_Task goal_: When you answer, give every record back exactly as written.

Saved data entries
————
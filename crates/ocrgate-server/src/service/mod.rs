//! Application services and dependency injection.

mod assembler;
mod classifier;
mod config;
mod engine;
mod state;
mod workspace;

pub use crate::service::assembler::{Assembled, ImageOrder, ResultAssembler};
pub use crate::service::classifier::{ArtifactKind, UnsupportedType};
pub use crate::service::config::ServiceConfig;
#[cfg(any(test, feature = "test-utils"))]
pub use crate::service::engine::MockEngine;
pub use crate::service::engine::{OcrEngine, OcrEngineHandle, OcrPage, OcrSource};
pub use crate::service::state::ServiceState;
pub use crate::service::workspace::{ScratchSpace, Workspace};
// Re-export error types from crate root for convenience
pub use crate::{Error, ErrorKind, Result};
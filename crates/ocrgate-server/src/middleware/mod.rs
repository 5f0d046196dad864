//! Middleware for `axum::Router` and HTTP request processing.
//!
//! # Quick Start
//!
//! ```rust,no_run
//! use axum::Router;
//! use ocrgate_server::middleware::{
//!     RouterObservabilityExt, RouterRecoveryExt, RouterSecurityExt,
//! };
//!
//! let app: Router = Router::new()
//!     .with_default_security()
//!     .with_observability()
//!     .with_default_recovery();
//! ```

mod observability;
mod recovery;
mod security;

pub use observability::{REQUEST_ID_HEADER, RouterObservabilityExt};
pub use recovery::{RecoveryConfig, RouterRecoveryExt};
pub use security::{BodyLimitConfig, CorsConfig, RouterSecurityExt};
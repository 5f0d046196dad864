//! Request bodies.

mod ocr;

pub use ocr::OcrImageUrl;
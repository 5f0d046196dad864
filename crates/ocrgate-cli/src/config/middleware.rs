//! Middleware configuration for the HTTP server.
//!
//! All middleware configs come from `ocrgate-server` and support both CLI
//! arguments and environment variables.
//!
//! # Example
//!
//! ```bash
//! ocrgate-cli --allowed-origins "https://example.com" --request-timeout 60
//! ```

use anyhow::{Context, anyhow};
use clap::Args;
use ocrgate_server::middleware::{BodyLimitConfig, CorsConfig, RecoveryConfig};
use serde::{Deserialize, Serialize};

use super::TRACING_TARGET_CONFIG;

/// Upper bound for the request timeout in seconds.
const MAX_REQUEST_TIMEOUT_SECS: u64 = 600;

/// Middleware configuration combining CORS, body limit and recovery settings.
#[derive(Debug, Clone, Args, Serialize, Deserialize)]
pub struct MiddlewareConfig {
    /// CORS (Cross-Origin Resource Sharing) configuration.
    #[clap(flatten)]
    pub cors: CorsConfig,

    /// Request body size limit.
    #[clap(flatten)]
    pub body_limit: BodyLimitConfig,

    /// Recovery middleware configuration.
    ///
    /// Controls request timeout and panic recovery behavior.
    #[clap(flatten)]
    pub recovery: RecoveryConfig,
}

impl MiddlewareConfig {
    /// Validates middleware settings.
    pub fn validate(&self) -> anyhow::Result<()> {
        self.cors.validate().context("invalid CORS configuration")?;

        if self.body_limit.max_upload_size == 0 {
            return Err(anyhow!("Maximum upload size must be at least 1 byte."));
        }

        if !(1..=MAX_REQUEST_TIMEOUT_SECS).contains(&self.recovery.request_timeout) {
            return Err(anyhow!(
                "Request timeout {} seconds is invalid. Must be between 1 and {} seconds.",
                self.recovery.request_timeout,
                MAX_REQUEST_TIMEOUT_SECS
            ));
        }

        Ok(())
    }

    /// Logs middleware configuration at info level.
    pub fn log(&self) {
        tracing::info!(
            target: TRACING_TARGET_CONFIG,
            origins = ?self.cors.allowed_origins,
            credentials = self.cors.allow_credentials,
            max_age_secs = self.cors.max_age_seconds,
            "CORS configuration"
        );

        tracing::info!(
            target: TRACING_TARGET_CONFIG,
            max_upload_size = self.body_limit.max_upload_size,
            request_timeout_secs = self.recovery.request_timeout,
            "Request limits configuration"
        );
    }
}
————
_Your solution_:
filename crates/ocrgate-server/src/service/mod.rs
//! Application services and dependency injection.

mod assembler;
mod classifier;
mod config;
mod engine;
mod state;
mod workspace;

pub use crate::service::assembler::{Assembled, ImageOrder, ResultAssembler};
pub use crate::service::classifier::{ArtifactKind, UnsupportedType};
pub use crate::service::config::ServiceConfig;
#[cfg(any(test, feature = "test-utils"))]
pub use crate::service::engine::MockEngine;
pub use crate::service::engine::{OcrEngine, OcrEngineHandle, OcrPage, OcrSource};
pub use crate::service::state::ServiceState;
pub use crate::service::workspace::{ScratchSpace, Workspace};
// Re-export error types from crate root for convenience
pub use crate::{Error, ErrorKind, Result};
filename crates/ocrgate-server/src/middleware/mod.rs
repository 5f0d046196dad864
//! Middleware for `axum::Router` and HTTP request processing.
//!
//! # Quick Start
//!
//! ```rust,no_run
//! use axum::Router;
//! use ocrgate_server::middleware::{
//!     RouterObservabilityExt, RouterRecoveryExt, RouterSecurityExt,
//! };
//!
//! let app: Router = Router::new()
//!     .with_default_security()
//!     .with_observability()
//!     .with_default_recovery();
//! ```

mod observability;
mod recovery;
mod security;

pub use observability::{REQUEST_ID_HEADER, RouterObservabilityExt};
pub use recovery::{RecoveryConfig, RouterRecoveryExt};
pub use security::{BodyLimitConfig, CorsConfig, RouterSecurityExt};
repository 5f0d046196dad864
//! Request bodies.

mod ocr;

pub use ocr::OcrImageUrl;
repository 5f0d046196dad864
filename crates/ocrgate-cli/src/config/middleware.rs
//! Middleware configuration for the HTTP server.
//!
//! All middleware configs come from `ocrgate-server` and support both CLI
//! arguments and environment variables.
//!
//! # Example
//!
//! ```bash
//! ocrgate-cli --allowed-origins "https://example.com" --request-timeout 60
//! ```

use anyhow::{Context, anyhow};
use clap::Args;
use ocrgate_server::middleware::{BodyLimitConfig, CorsConfig, RecoveryConfig};
use serde::{Deserialize, Serialize};

use super::TRACING_TARGET_CONFIG;

/// Upper bound for the request timeout in seconds.
const MAX_REQUEST_TIMEOUT_SECS: u64 = 600;

/// Middleware configuration combining CORS, body limit and recovery settings.
#[derive(Debug, Clone, Args, Serialize, Deserialize)]
pub struct MiddlewareConfig {
    /// CORS (Cross-Origin Resource Sharing) configuration.
    #[clap(flatten)]
    pub cors: CorsConfig,

    /// Request body size limit.
    #[clap(flatten)]
    pub body_limit: BodyLimitConfig,

    /// Recovery middleware configuration.
    ///
    /// Controls request timeout and panic recovery behavior.
    #[clap(flatten)]
    pub recovery: RecoveryConfig,
}

impl MiddlewareConfig {
    /// Validates middleware settings.
    pub fn validate(&self) -> anyhow::Result<()> {
        self.cors.validate().context("invalid CORS configuration")?;

        if self.body_limit.max_upload_size == 0 {
            return Err(anyhow!("Maximum upload size must be at least 1 byte."));
        }

        if !(1..=MAX_REQUEST_TIMEOUT_SECS).contains(&self.recovery.request_timeout) {
            return Err(anyhow!(
                "Request timeout {} seconds is invalid. Must be between 1 and {} seconds.",
                self.recovery.request_timeout,
                MAX_REQUEST_TIMEOUT_SECS
            ));
        }

        Ok(())
    }

    /// Logs middleware configuration at info level.
    pub fn log(&self) {
        tracing::info!(
            target: TRACING_TARGET_CONFIG,
            origins = ?self.cors.allowed_origins,
            credentials = self.cors.allow_credentials,
            max_age_secs = self.cors.max_age_seconds,
            "CORS configuration"
        );

        tracing::info!(
            target: TRACING_TARGET_CONFIG,
            max_upload_size = self.body_limit.max_upload_size,
            request_timeout_secs = self.recovery.request_timeout,
            "Request limits configuration"
        );
    }
}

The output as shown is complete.